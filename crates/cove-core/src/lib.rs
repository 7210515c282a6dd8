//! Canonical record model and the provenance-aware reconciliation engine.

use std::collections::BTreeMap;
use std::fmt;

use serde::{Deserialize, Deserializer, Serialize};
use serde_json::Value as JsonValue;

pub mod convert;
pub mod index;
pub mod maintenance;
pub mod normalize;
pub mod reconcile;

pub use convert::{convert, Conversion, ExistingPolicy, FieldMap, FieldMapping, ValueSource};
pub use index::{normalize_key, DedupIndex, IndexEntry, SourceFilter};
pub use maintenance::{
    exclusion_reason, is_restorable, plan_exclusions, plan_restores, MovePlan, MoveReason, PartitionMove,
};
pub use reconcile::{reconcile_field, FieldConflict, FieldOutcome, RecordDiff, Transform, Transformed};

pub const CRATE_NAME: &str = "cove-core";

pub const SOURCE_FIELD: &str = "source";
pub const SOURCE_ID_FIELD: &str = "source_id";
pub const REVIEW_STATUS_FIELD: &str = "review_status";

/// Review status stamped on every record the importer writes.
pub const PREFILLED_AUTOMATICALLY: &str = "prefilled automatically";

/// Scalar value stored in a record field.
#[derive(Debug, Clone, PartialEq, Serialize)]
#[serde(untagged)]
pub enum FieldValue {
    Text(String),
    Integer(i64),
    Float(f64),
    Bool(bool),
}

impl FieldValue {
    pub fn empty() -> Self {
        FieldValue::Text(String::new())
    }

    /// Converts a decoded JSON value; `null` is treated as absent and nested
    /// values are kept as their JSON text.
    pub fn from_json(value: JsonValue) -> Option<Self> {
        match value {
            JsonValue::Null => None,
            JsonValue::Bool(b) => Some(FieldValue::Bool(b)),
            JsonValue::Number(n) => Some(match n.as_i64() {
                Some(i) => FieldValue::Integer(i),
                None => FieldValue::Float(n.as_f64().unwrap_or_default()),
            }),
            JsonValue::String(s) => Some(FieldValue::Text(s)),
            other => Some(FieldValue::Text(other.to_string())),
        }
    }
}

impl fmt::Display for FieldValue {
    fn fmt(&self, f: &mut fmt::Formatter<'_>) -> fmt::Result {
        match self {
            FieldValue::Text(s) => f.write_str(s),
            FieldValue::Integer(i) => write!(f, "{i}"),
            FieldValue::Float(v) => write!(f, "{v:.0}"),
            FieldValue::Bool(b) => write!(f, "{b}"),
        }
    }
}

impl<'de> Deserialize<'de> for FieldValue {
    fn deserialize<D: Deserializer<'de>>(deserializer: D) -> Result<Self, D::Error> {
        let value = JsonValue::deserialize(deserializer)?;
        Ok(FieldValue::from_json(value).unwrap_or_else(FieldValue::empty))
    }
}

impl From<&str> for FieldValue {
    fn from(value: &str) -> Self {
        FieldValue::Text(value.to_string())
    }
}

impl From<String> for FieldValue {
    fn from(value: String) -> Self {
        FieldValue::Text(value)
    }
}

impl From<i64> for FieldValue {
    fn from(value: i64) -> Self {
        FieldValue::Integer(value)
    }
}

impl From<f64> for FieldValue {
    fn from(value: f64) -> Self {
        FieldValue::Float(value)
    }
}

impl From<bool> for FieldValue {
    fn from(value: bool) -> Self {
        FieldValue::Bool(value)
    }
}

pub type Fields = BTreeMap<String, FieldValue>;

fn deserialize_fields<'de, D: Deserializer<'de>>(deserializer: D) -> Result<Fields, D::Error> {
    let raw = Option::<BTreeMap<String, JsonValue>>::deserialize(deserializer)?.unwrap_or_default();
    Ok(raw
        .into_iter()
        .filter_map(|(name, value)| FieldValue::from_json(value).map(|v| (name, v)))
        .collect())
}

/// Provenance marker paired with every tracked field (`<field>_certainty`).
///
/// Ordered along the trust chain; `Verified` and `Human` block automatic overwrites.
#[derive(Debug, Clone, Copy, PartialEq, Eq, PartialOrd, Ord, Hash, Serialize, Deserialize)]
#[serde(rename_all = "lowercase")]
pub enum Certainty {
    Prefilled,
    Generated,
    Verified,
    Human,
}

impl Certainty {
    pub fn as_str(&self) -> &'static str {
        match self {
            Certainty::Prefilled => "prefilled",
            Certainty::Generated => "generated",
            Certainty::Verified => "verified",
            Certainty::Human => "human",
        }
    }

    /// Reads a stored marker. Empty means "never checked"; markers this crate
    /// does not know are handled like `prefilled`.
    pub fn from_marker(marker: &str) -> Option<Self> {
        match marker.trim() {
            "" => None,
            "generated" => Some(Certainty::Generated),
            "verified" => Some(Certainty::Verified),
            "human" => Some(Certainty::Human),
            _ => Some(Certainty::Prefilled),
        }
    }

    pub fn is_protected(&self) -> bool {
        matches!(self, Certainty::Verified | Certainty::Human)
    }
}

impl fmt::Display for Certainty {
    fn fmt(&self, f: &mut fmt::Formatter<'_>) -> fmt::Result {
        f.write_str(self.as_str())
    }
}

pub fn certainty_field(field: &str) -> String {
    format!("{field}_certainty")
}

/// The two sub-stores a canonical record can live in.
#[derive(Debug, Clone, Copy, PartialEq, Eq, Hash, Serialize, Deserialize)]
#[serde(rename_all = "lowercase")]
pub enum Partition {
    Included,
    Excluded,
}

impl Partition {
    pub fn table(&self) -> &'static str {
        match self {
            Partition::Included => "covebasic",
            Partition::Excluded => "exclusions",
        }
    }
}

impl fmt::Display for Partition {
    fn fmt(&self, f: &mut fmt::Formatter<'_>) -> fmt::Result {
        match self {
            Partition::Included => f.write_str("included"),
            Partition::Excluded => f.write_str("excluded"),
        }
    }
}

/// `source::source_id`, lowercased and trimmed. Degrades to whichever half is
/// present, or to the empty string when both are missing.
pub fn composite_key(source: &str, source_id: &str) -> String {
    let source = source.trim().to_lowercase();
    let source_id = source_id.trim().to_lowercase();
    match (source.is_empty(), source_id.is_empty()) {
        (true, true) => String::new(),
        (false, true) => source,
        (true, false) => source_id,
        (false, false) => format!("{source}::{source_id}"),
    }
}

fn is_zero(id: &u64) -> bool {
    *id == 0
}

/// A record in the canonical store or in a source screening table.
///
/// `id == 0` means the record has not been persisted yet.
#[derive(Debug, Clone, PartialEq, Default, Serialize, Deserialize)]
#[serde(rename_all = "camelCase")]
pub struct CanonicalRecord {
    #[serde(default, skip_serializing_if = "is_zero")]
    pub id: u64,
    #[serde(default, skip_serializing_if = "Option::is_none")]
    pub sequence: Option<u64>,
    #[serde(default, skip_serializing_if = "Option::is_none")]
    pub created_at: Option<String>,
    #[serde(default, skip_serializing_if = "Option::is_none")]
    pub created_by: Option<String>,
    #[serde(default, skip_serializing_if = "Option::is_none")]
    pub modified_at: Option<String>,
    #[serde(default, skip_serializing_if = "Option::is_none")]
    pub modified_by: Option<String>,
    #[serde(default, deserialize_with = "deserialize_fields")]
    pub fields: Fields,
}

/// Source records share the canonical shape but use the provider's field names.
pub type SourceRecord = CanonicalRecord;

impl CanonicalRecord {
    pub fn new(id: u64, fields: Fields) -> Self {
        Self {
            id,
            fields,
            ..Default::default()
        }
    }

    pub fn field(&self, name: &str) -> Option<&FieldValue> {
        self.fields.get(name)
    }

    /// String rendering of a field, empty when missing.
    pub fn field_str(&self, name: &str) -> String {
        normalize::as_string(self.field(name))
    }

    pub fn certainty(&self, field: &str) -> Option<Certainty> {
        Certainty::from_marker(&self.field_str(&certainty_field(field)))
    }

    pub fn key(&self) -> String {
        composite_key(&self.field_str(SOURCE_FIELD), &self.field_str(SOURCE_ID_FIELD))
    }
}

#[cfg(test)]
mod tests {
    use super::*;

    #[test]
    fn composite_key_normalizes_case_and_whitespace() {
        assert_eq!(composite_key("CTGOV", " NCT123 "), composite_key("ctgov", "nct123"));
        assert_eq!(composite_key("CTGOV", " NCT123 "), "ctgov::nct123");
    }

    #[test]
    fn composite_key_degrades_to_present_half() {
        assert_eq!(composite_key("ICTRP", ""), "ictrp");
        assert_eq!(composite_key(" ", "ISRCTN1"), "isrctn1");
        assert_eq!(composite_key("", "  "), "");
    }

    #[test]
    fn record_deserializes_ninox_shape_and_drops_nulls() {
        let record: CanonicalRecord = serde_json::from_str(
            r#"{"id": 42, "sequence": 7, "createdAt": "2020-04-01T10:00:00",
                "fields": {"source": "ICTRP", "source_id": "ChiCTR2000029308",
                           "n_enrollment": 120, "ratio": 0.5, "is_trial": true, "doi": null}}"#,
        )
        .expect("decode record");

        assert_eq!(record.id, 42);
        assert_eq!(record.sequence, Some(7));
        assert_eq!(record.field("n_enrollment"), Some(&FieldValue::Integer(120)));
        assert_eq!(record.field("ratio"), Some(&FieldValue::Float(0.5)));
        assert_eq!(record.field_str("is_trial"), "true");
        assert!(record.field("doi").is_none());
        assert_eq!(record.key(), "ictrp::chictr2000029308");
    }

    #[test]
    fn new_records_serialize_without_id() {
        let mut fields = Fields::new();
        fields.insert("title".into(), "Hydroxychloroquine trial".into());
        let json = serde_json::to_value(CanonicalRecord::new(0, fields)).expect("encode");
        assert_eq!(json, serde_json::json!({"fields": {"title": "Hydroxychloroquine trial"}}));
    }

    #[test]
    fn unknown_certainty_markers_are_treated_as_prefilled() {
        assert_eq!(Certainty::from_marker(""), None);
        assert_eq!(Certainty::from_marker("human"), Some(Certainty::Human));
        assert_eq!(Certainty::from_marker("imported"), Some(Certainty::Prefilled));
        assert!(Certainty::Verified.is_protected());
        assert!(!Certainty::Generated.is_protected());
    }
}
□ □ □ □ □ □ □
> What you need to do
Only the lines from the beginning of the material above through the line with "pub const PREFILLED_AUTOMATICALLY: &str" are wanted; extract them exactly.

> Exercise solution
filename crates/cove-core/src/lib.rs
repository 7210515c282a6dd8
//! Canonical record model and the provenance-aware reconciliation engine.

use std::collections::BTreeMap;
use std::fmt;

use serde::{Deserialize, Deserializer, Serialize};
use serde_json::Value as JsonValue;

pub mod convert;
pub mod index;
pub mod maintenance;
pub mod normalize;
pub mod reconcile;

pub use convert::{convert, Conversion, ExistingPolicy, FieldMap, FieldMapping, ValueSource};
pub use index::{normalize_key, DedupIndex, IndexEntry, SourceFilter};
pub use maintenance::{
    exclusion_reason, is_restorable, plan_exclusions, plan_restores, MovePlan, MoveReason, PartitionMove,
};
pub use reconcile::{reconcile_field, FieldConflict, FieldOutcome, RecordDiff, Transform, Transformed};

pub const CRATE_NAME: &str = "cove-core";

pub const SOURCE_FIELD: &str = "source";
pub const SOURCE_ID_FIELD: &str = "source_id";
pub const REVIEW_STATUS_FIELD: &str = "review_status";

/// Review status stamped on every record the importer writes.
pub const PREFILLED_AUTOMATICALLY: &str = "prefilled automatically";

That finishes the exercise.